Agoraphobic NosebleedBestial Machinery (ANb Discography vol. 1)Relapse2005Agoraphobic Nosebleed's two part M.O. has been patently obvious from day one: aggressive absurdity delivered with absurd aggression. With no mortal drummer capable of delivering the high velocity BPMs required (though
Mjolnir incarnate Dave Witte was briefly in discussions to back up some live shows), band linchpins Scott Hull and J. Randall took a page from future co-conspirator Richard Johnson of
Enemy Soil and invested in a good drum machine (since replaced by
insanely detailed MIDI sequencing). Their robotic collaborator provided that inhuman jolt that underscored the musical and lyrical ferocity that defines Agoraphobic Nosebleed.
ANb albums -- whatever length -- are an emotional marathon. Even their EPs are designed to be an exhaustive, draining experience.
PCP Torpedo is less than 10 minutes long but it will leave you beaten down and wrung out. Even when the band crammed 100 songs onto the landmark 3-inch CD
Altered States of America, they managed to do it all in the space of your average sitcom -- sans commercials.
So when the band scraped together all of their early split, comp and EP appearances into a two disc, 136 song, two hour package, the result is probably the most brutalizing musical outing ever compiled. This is weaponized aggression with a reckless disregard for the paying fans who keep them balls deep in pills and glorious Florian Bertmer art.
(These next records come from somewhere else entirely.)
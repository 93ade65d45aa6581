/*
 * Copyright (c) 2023.
 *
 * This software is free software;
 *
 * You can redistribute it or modify it under terms of the MIT, Apache License or Zlib license
 */

//! Small images built byte by byte

use crate::Format;

/// Every fixture with the decoder that owns it
pub fn all() -> Vec<(&'static str, Format, Vec<u8>)> {
    vec![
        ("bmp_bottom_up_24", Format::Bmp, bmp_bottom_up_24()),
        ("bmp_top_down_24", Format::Bmp, bmp_top_down_24()),
        ("bmp_indexed_8", Format::Bmp, bmp_indexed_8()),
        ("ico_32", Format::Bmp, ico_32()),
        ("cur_1", Format::Bmp, cur_1()),
        ("ilbm_planar", Format::Ilbm, ilbm_planar()),
        ("pbm_raw", Format::Ilbm, pbm_raw()),
        ("pbm_byte_run", Format::Ilbm, pbm_byte_run()),
        ("tga_raw_24", Format::Tga, tga_raw_24()),
        ("tga_rle_24", Format::Tga, tga_rle_24()),
        ("tga_lower_24", Format::Tga, tga_lower_24()),
        ("tga_grey", Format::Tga, tga_grey())
    ]
}

/// Look a fixture up by name
pub fn by_name(name: &str) -> Option<(Format, Vec<u8>)> {
    all()
        .into_iter()
        .find(|(n, ..)| *n == name)
        .map(|(_, format, data)| (format, data))
}

// bitmaps

fn bitmap(width: i32, height: i32, bit_count: u16, palette: &[[u8; 4]], rows: &[u8]) -> Vec<u8> {
    let data_offset = 14 + 40 + palette.len() * 4;

    let mut out = Vec::new();
    out.extend_from_slice(b"BM");
    out.extend_from_slice(&((data_offset + rows.len()) as u32).to_le_bytes());
    out.extend_from_slice(&[0; 4]);
    out.extend_from_slice(&(data_offset as u32).to_le_bytes());
    out.extend_from_slice(&dib_header(width, height, bit_count, palette.len() as u32));

    for entry in palette {
        out.extend_from_slice(entry);
    }
    out.extend_from_slice(rows);
    out
}

fn dib_header(width: i32, height: i32, bit_count: u16, clr_used: u32) -> Vec<u8> {
    let mut out = Vec::new();
    out.extend_from_slice(&40_u32.to_le_bytes());
    out.extend_from_slice(&width.to_le_bytes());
    out.extend_from_slice(&height.to_le_bytes());
    out.extend_from_slice(&1_u16.to_le_bytes());
    out.extend_from_slice(&bit_count.to_le_bytes());
    out.extend_from_slice(&[0; 16]);
    out.extend_from_slice(&clr_used.to_le_bytes());
    out.extend_from_slice(&[0; 4]);
    out
}

const TOP_ROW_24: [u8; 8] = [7, 8, 9, 10, 11, 12, 0, 0];
const BOTTOM_ROW_24: [u8; 8] = [1, 2, 3, 4, 5, 6, 0, 0];

pub fn bmp_bottom_up_24() -> Vec<u8> {
    let rows = [BOTTOM_ROW_24, TOP_ROW_24].concat();
    bitmap(2, 2, 24, &[], &rows)
}

pub fn bmp_top_down_24() -> Vec<u8> {
    let rows = [TOP_ROW_24, BOTTOM_ROW_24].concat();
    bitmap(2, -2, 24, &[], &rows)
}

pub fn bmp_indexed_8() -> Vec<u8> {
    let palette = [[0, 0, 255, 0], [255, 0, 0, 0]];
    bitmap(2, 1, 8, &palette, &[1, 0, 0, 0])
}

fn icon_directory(icon_type: u16, planes: u16, bit_count: u16, dib: &[u8]) -> Vec<u8> {
    let mut out = Vec::new();
    out.extend_from_slice(&0_u16.to_le_bytes());
    out.extend_from_slice(&icon_type.to_le_bytes());
    out.extend_from_slice(&1_u16.to_le_bytes());

    out.extend_from_slice(&[2, 2, 0, 0]);
    out.extend_from_slice(&planes.to_le_bytes());
    out.extend_from_slice(&bit_count.to_le_bytes());
    out.extend_from_slice(&(dib.len() as u32).to_le_bytes());
    out.extend_from_slice(&22_u32.to_le_bytes());
    out.extend_from_slice(dib);
    out
}

pub fn ico_32() -> Vec<u8> {
    // stored height counts the mask rows too
    let mut dib = dib_header(2, 4, 32, 0);
    dib.extend_from_slice(&[10, 20, 30, 40, 50, 60, 70, 80]);
    dib.extend_from_slice(&[15, 25, 35, 45, 55, 65, 75, 85]);
    // mask leaves every pixel visible
    dib.extend_from_slice(&[0; 8]);
    icon_directory(1, 1, 32, &dib)
}

pub fn cur_1() -> Vec<u8> {
    let mut dib = dib_header(2, 4, 1, 2);
    dib.extend_from_slice(&[0, 0, 0, 0, 255, 255, 255, 0]);
    dib.extend_from_slice(&[0x80, 0, 0, 0]);
    dib.extend_from_slice(&[0x40, 0, 0, 0]);
    // top left pixel is masked
    dib.extend_from_slice(&[0x00, 0, 0, 0]);
    dib.extend_from_slice(&[0x80, 0, 0, 0]);
    // hotspot at (1, 1)
    icon_directory(2, 1, 1, &dib)
}

// interchange file format

fn chunk(tag: &[u8; 4], payload: &[u8]) -> Vec<u8> {
    let mut out = Vec::new();
    out.extend_from_slice(tag);
    out.extend_from_slice(&(payload.len() as u32).to_be_bytes());
    out.extend_from_slice(payload);
    if payload.len() % 2 == 1 {
        out.push(0);
    }
    out
}

fn bmhd(width: u16, height: u16, planes: u8, compression: u8) -> Vec<u8> {
    let mut out = Vec::new();
    out.extend_from_slice(&width.to_be_bytes());
    out.extend_from_slice(&height.to_be_bytes());
    out.extend_from_slice(&[0; 4]);
    out.extend_from_slice(&[planes, 0, compression, 0]);
    out.extend_from_slice(&0_u16.to_be_bytes());
    out.extend_from_slice(&[1, 1]);
    out.extend_from_slice(&320_i16.to_be_bytes());
    out.extend_from_slice(&200_i16.to_be_bytes());
    chunk(b"BMHD", &out)
}

fn form(kind: &[u8; 4], header: Vec<u8>, body: &[u8]) -> Vec<u8> {
    let mut inner = Vec::new();
    inner.extend_from_slice(kind);
    inner.extend_from_slice(&header);
    inner.extend_from_slice(&chunk(b"CMAP", &[0, 0, 0, 255, 255, 255]));
    inner.extend_from_slice(&chunk(b"BODY", body));

    let mut out = Vec::new();
    out.extend_from_slice(b"FORM");
    out.extend_from_slice(&(inner.len() as u32).to_be_bytes());
    out.extend_from_slice(&inner);
    out
}

pub fn ilbm_planar() -> Vec<u8> {
    form(
        b"ILBM",
        bmhd(4, 1, 2, 0),
        &[0b1010_0000, 0, 0b0101_0000, 0]
    )
}

pub fn pbm_raw() -> Vec<u8> {
    let mut body = [0_u8; 16];
    body[..4].copy_from_slice(&[0, 1, 1, 0]);
    form(b"PBM ", bmhd(4, 1, 8, 0), &body)
}

pub fn pbm_byte_run() -> Vec<u8> {
    // four literals then twelve zeros
    form(b"PBM ", bmhd(4, 1, 8, 1), &[3, 0, 1, 1, 0, 0xF5, 0])
}

// targa

fn targa(image_type: u8, width: u16, height: u16, depth: u8, descriptor: u8, data: &[u8]) -> Vec<u8> {
    let mut out = vec![0, 0, image_type];
    out.extend_from_slice(&[0; 9]);
    out.extend_from_slice(&width.to_le_bytes());
    out.extend_from_slice(&height.to_le_bytes());
    out.extend_from_slice(&[depth, descriptor]);
    out.extend_from_slice(data);
    out
}

const TGA_TOP_ROW: [u8; 9] = [1, 1, 1, 2, 2, 2, 3, 3, 3];
const TGA_BOTTOM_ROW: [u8; 9] = [3, 3, 3, 3, 3, 3, 4, 4, 4];

pub fn tga_raw_24() -> Vec<u8> {
    targa(2, 3, 2, 24, 0x20, &[TGA_TOP_ROW, TGA_BOTTOM_ROW].concat())
}

pub fn tga_lower_24() -> Vec<u8> {
    targa(2, 3, 2, 24, 0, &[TGA_BOTTOM_ROW, TGA_TOP_ROW].concat())
}

pub fn tga_rle_24() -> Vec<u8> {
    let packets = [
        0x01, 1, 1, 1, 2, 2, 2, //
        0x82, 3, 3, 3, //
        0x00, 4, 4, 4
    ];
    targa(10, 3, 2, 24, 0x20, &packets)
}

pub fn tga_grey() -> Vec<u8> {
    targa(3, 2, 1, 8, 0x20, &[7, 200])
}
And the title,
Bestial Machinery (ANb Discography vol. 1) makes me tired just reading it because it promises yet another installment at some point in the future.
At their very best, discographies are a funhouse mirror that force you to view your favorite artist from new angles.
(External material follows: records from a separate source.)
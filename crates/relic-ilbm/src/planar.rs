/*
 * Copyright (c) 2023.
 *
 * This software is free software;
 *
 * You can redistribute it or modify it under terms of the MIT, Apache License or Zlib license
 */

//! Planar to chunky conversion
//!
//! A decoded row is stored as `planes` runs of `bytes_per_row` bytes.
//! Bit `7 - (x % 8)` of byte `x / 8` in plane `p` is bit `p` of pixel `x`.

use relic_core::palette::{Palette, PaletteEntry};

/// The rows of every plane of one image row
pub(crate) struct PlaneRows<'a> {
    data:          &'a [u8],
    bytes_per_row: usize
}

impl<'a> PlaneRows<'a> {
    pub fn new(data: &'a [u8], bytes_per_row: usize) -> PlaneRows<'a> {
        PlaneRows {
            data,
            bytes_per_row
        }
    }

    /// Gather the bits of pixel `x` across the first `planes` planes
    #[inline]
    pub fn value(&self, x: usize, planes: usize) -> u32 {
        let byte = x / 8;
        let shift = 7 - (x % 8);
        let mut value = 0;

        for plane in 0..planes {
            let offset = plane * self.bytes_per_row + byte;

            if let Some(bits) = self.data.get(offset) {
                value |= u32::from((bits >> shift) & 1) << plane;
            }
        }
        value
    }
}

/// One palette index per pixel from `planes` bitplanes
///
/// Bits from planes past the eighth do not fit a byte and are dropped.
pub(crate) fn deinterleave(rows: &PlaneRows, planes: usize, out: &mut [u8]) {
    for (x, pixel) in out.iter_mut().enumerate() {
        *pixel = (rows.value(x, planes) & 0xFF) as u8;
    }
}

/// 24 bitplanes, eight each of red, green and blue, to RGB bytes
pub(crate) fn true_color(rows: &PlaneRows, out: &mut [u8]) {
    for (x, pixel) in out.chunks_exact_mut(3).enumerate() {
        let value = rows.value(x, 24);

        pixel[0] = (value & 0xFF) as u8;
        pixel[1] = ((value >> 8) & 0xFF) as u8;
        pixel[2] = ((value >> 16) & 0xFF) as u8;
    }
}

/// Hold-And-Modify decoding of one row to RGB bytes
///
/// The top two bits of a pixel value select the operation, the rest
/// is the payload. `0` loads palette entry `payload`, `1` replaces blue,
/// `2` red and `3` green with the payload moved to the channel's top bits.
/// The held color starts black on every row.
pub(crate) fn hold_and_modify(rows: &PlaneRows, planes: usize, palette: &Palette, out: &mut [u8]) {
    let payload_bits = planes - 2;
    let payload_mask = (1_u32 << payload_bits) - 1;
    let shift = 10 - planes;

    let mut held = PaletteEntry::default();

    for (x, pixel) in out.chunks_exact_mut(3).enumerate() {
        let value = rows.value(x, planes);
        let payload = value & payload_mask;
        let channel = ((payload << shift) & 0xFF) as u8;

        match value >> payload_bits {
            0 => held = palette.get(payload as usize).unwrap_or_default(),
            1 => held.blue = channel,
            2 => held.red = channel,
            _ => held.green = channel
        }
        pixel[0] = held.red;
        pixel[1] = held.green;
        pixel[2] = held.blue;
    }
}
Bestial Machinery pummels you with wave after wave of relentlessly mechanical violence. If 15 minutes of ANb is enough to brutalize your soul, two straight hours (because my OCD demands I listen to both discs straight through) will permanently jaundice your outlook on humanity in general.
Bestial Machinery also helps put into perspective the band's sudden leap from microgrind spree killers to digital crossover punks on
Agorapocalypse when you listen to the band shred through covers from Corrosion of Conformity and DRI. While I definitely prefer Nosebleed's older material, it's a refreshing experience to realize what you thought was a snap shift in perspective was something lurking there the whole time. Agoraphobic Nosebleed dropped a PCP torpedo on all you reduced honkeys that altered the state of grindocre's frozen corpse;
Bestial Machinery helps put the birth of that revolution in perspective.